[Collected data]
--
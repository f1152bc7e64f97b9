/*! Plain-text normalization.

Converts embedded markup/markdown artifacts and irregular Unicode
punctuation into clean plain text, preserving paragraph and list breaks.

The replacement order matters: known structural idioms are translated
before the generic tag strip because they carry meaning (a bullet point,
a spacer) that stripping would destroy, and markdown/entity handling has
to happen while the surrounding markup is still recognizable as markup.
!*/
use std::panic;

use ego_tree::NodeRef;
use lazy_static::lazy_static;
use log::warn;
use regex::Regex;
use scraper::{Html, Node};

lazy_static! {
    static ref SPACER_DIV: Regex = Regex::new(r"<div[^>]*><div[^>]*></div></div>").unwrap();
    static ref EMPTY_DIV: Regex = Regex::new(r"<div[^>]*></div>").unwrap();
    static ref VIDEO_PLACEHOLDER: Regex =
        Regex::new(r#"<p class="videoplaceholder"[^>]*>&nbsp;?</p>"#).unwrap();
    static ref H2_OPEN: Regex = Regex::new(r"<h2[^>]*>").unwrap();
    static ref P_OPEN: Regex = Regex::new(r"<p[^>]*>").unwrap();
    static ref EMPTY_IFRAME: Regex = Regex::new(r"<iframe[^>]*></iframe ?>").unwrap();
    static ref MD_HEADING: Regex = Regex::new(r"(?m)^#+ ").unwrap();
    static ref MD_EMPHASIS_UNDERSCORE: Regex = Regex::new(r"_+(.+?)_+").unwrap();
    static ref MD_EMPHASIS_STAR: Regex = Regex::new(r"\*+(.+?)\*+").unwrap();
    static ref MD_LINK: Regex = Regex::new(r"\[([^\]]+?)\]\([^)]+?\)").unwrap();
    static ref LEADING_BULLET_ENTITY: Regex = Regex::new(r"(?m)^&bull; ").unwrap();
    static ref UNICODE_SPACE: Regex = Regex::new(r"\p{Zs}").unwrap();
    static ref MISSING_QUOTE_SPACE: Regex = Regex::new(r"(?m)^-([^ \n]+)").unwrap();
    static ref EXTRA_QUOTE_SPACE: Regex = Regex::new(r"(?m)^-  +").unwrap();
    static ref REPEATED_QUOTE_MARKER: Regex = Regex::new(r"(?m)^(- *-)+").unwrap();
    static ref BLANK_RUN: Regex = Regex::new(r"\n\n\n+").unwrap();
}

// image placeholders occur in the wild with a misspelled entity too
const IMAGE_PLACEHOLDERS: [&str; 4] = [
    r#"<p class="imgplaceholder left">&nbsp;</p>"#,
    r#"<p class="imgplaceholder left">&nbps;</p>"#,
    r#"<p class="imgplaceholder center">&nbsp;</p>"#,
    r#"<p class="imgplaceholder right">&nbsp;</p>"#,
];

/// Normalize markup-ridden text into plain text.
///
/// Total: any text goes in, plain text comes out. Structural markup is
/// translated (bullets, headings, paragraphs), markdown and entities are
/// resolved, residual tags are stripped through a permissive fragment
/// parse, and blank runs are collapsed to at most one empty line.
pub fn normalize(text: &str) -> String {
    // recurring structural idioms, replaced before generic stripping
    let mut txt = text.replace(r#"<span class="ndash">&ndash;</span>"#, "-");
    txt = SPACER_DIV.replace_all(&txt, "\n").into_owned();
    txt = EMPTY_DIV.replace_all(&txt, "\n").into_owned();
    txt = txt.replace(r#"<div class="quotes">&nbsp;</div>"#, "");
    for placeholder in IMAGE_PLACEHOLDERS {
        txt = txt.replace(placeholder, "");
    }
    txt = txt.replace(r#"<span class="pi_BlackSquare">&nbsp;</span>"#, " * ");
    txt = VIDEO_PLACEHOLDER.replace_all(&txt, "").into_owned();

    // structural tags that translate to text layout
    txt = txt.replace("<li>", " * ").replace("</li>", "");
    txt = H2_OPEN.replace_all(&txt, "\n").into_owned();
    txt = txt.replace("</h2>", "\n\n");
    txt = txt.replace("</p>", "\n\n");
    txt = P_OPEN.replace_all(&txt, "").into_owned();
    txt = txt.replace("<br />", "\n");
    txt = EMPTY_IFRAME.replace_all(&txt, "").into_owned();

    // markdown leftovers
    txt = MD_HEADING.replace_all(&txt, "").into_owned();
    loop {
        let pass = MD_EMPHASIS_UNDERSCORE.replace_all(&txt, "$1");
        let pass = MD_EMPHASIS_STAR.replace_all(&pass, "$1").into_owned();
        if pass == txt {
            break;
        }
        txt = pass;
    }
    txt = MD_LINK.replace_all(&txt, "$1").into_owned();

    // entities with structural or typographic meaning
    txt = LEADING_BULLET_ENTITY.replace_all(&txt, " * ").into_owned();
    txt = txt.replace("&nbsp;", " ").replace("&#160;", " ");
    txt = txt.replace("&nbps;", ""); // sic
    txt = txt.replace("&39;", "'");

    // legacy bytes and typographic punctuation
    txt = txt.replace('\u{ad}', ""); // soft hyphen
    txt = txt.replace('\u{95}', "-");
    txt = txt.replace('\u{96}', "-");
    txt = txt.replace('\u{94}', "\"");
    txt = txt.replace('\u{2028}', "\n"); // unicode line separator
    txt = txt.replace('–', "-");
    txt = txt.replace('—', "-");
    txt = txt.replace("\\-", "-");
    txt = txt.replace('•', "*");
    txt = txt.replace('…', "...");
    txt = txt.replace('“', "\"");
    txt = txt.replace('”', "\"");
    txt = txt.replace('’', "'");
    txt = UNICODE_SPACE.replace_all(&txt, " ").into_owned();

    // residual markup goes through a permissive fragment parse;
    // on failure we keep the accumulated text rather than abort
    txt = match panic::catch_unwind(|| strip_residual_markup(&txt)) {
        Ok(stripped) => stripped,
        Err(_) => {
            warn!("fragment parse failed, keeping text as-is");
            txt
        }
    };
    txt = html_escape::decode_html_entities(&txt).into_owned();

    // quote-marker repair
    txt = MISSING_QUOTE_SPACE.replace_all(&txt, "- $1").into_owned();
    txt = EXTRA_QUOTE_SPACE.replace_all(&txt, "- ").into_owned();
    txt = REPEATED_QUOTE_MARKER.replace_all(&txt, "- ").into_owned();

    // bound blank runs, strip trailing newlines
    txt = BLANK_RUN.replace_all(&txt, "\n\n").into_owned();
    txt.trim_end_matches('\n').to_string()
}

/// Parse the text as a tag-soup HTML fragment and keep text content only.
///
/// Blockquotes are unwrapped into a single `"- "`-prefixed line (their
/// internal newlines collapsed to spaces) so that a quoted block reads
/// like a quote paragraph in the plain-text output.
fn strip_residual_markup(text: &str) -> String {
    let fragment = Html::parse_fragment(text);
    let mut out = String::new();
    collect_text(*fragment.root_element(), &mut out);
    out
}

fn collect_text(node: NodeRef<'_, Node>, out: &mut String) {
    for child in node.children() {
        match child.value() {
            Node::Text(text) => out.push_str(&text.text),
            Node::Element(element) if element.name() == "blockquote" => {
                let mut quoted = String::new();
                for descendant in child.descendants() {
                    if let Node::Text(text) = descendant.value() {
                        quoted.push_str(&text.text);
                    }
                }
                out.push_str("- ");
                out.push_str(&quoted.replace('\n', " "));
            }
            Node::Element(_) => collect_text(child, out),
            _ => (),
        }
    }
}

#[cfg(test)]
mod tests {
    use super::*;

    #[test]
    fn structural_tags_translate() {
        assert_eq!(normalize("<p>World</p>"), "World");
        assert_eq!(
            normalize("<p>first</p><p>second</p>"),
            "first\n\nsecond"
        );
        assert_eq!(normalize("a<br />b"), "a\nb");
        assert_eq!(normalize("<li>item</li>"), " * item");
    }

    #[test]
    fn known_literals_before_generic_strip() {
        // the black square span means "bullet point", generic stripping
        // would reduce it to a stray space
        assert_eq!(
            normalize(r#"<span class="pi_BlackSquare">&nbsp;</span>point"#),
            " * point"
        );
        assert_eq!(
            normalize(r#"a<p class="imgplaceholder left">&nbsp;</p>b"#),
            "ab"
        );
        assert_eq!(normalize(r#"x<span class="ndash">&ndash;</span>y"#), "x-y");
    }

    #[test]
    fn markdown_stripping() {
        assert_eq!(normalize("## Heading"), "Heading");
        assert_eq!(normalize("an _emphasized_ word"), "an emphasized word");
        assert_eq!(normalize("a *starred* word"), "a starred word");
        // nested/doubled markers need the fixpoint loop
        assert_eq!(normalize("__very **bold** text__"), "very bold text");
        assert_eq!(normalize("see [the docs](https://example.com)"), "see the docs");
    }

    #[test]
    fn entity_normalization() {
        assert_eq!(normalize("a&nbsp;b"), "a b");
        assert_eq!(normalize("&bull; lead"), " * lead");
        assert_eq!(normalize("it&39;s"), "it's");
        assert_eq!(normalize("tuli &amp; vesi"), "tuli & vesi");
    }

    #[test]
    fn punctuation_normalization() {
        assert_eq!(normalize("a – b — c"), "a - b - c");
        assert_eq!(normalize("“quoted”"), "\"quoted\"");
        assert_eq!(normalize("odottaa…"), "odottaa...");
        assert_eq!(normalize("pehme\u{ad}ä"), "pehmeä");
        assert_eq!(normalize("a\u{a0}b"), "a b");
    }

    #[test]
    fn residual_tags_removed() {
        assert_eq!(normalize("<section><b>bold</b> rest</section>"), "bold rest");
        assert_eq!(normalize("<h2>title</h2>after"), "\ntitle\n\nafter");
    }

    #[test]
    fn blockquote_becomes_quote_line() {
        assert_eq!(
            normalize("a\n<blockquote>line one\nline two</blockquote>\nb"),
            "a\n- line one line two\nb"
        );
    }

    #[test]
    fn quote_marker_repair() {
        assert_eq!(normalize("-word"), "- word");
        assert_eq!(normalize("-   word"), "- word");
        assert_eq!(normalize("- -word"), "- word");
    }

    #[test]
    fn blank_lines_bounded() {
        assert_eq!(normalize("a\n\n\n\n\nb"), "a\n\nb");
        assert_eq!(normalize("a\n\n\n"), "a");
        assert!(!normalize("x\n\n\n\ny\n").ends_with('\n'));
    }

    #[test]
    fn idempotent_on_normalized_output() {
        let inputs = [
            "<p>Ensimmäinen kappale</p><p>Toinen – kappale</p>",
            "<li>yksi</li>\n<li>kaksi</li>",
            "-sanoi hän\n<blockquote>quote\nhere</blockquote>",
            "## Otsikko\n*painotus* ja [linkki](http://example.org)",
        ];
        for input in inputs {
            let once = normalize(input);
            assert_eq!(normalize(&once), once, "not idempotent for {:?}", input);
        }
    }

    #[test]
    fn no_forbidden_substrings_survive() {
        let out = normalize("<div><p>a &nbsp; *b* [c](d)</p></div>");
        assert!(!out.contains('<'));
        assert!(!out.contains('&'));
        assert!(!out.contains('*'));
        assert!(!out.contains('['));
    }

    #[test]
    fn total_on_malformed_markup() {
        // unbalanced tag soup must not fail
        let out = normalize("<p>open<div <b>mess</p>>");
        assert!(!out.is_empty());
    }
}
--
TASK:
Please return each line of the data above in which the word "child" occurs.

RESPONSE BELOW:
    for child in node.children() {
        match child.value() {
                for descendant in child.descendants() {
            Node::Element(_) => collect_text(child, out),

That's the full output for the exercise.